[[ THE INPUT open ]]

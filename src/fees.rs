//! Platform fees
//!
//! Thin façade over the configured fee table: lookups for the engines and
//! the daily fee notice fanned out through the notification port.

use rust_decimal::Decimal;
use serde_json::json;
use std::sync::Arc;
use tracing::warn;

use crate::config::FeeTable;
use crate::core_types::Token;
use crate::notify::{NotificationPort, kinds};
use crate::store::UserStore;

pub struct FeeService {
    table: FeeTable,
}

impl FeeService {
    pub fn new(table: FeeTable) -> Self {
        Self { table }
    }

    pub fn swap_fee_bps(&self) -> u32 {
        self.table.swap_fee_bps
    }

    pub fn p2p_fee_bps(&self) -> u32 {
        self.table.p2p_fee_bps
    }

    /// Flat withdrawal fee for `asset`; zero when unlisted.
    pub fn withdrawal_fee(&self, asset: &Token) -> Decimal {
        self.table
            .withdrawal_fees
            .iter()
            .find(|(sym, _)| sym.eq_ignore_ascii_case(asset.as_str()))
            .map(|(_, fee)| *fee)
            .unwrap_or(Decimal::ZERO)
    }

    /// Human summary for the daily fee notice.
    pub fn fee_message(&self) -> String {
        let mut lines = vec![
            "Current platform fees:".to_string(),
            format!("  swap: {} bps", self.table.swap_fee_bps),
            format!("  p2p:  {} bps", self.table.p2p_fee_bps),
        ];
        let mut withdrawals: Vec<_> = self.table.withdrawal_fees.iter().collect();
        withdrawals.sort_by(|a, b| a.0.cmp(b.0));
        for (asset, fee) in withdrawals {
            lines.push(format!("  withdrawal {}: {}", asset, fee));
        }
        lines.join("\n")
    }

    /// Daily job body: send the fee summary to every known user.
    pub async fn notify_fee_day(
        &self,
        users: &Arc<dyn UserStore>,
        notifier: &Arc<dyn NotificationPort>,
    ) -> anyhow::Result<usize> {
        let ids = users.list_user_ids().await?;
        let message = self.fee_message();
        let mut sent = 0;
        for user in ids {
            notifier
                .notify(user, kinds::FEE_DAY, json!({ "message": message }))
                .await;
            sent += 1;
        }
        if sent == 0 {
            warn!("fee-day notice had nobody to go to");
        }
        Ok(sent)
    }
}

#[cfg(test)]
mod tests {
    use super::*;

    fn d(s: &str) -> Decimal {
        s.parse().unwrap()
    }

    fn table() -> FeeTable {
        serde_json::from_str(
            r#"{"swap_fee_bps": 30, "p2p_fee_bps": 50, "withdrawal_fees": {"TON": "0.05"}}"#,
        )
        .unwrap()
    }

    #[test]
    fn test_withdrawal_fee_lookup_case_insensitive() {
        let svc = FeeService::new(table());
        assert_eq!(svc.withdrawal_fee(&Token::new("ton")), d("0.05"));
        assert_eq!(svc.withdrawal_fee(&Token::new("SOL")), Decimal::ZERO);
    }

    #[test]
    fn test_fee_message_lists_everything() {
        let svc = FeeService::new(table());
        let msg = svc.fee_message();
        assert!(msg.contains("swap: 30 bps"));
        assert!(msg.contains("p2p:  50 bps"));
        assert!(msg.contains("withdrawal TON: 0.05"));
    }
}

[[ THE INPUT closed ]]

_WHAT YOU HAVE TO DO_
May I have the entries returned exactly, with every line in place?

_SOLUTION TO THIS PROBLEM_
filename src/fees.rs
//! Platform fees
//!
//! Thin façade over the configured fee table: lookups for the engines and
//! the daily fee notice fanned out through the notification port.

use rust_decimal::Decimal;
use serde_json::json;
use std::sync::Arc;
use tracing::warn;

use crate::config::FeeTable;
use crate::core_types::Token;
use crate::notify::{NotificationPort, kinds};
use crate::store::UserStore;

pub struct FeeService {
    table: FeeTable,
}

impl FeeService {
    pub fn new(table: FeeTable) -> Self {
        Self { table }
    }

    pub fn swap_fee_bps(&self) -> u32 {
        self.table.swap_fee_bps
    }

    pub fn p2p_fee_bps(&self) -> u32 {
        self.table.p2p_fee_bps
    }

    /// Flat withdrawal fee for `asset`; zero when unlisted.
    pub fn withdrawal_fee(&self, asset: &Token) -> Decimal {
        self.table
            .withdrawal_fees
            .iter()
            .find(|(sym, _)| sym.eq_ignore_ascii_case(asset.as_str()))
            .map(|(_, fee)| *fee)
            .unwrap_or(Decimal::ZERO)
    }

    /// Human summary for the daily fee notice.
    pub fn fee_message(&self) -> String {
        let mut lines = vec![
            "Current platform fees:".to_string(),
            format!("  swap: {} bps", self.table.swap_fee_bps),
            format!("  p2p:  {} bps", self.table.p2p_fee_bps),
        ];
        let mut withdrawals: Vec<_> = self.table.withdrawal_fees.iter().collect();
        withdrawals.sort_by(|a, b| a.0.cmp(b.0));
        for (asset, fee) in withdrawals {
            lines.push(format!("  withdrawal {}: {}", asset, fee));
        }
        lines.join("\n")
    }

    /// Daily job body: send the fee summary to every known user.
    pub async fn notify_fee_day(
        &self,
        users: &Arc<dyn UserStore>,
        notifier: &Arc<dyn NotificationPort>,
    ) -> anyhow::Result<usize> {
        let ids = users.list_user_ids().await?;
        let message = self.fee_message();
        let mut sent = 0;
        for user in ids {
            notifier
                .notify(user, kinds::FEE_DAY, json!({ "message": message }))
                .await;
            sent += 1;
        }
        if sent == 0 {
            warn!("fee-day notice had nobody to go to");
        }
        Ok(sent)
    }
}

#[cfg(test)]
mod tests {
    use super::*;

    fn d(s: &str) -> Decimal {
        s.parse().unwrap()
    }

    fn table() -> FeeTable {
        serde_json::from_str(
            r#"{"swap_fee_bps": 30, "p2p_fee_bps": 50, "withdrawal_fees": {"TON": "0.05"}}"#,
        )
        .unwrap()
    }

    #[test]
    fn test_withdrawal_fee_lookup_case_insensitive() {
        let svc = FeeService::new(table());
        assert_eq!(svc.withdrawal_fee(&Token::new("ton")), d("0.05"));
        assert_eq!(svc.withdrawal_fee(&Token::new("SOL")), Decimal::ZERO);
    }

    #[test]
    fn test_fee_message_lists_everything() {
        let svc = FeeService::new(table());
        let msg = svc.fee_message();
        assert!(msg.contains("swap: 30 bps"));
        assert!(msg.contains("p2p:  50 bps"));
        assert!(msg.contains("withdrawal TON: 0.05"));
    }
}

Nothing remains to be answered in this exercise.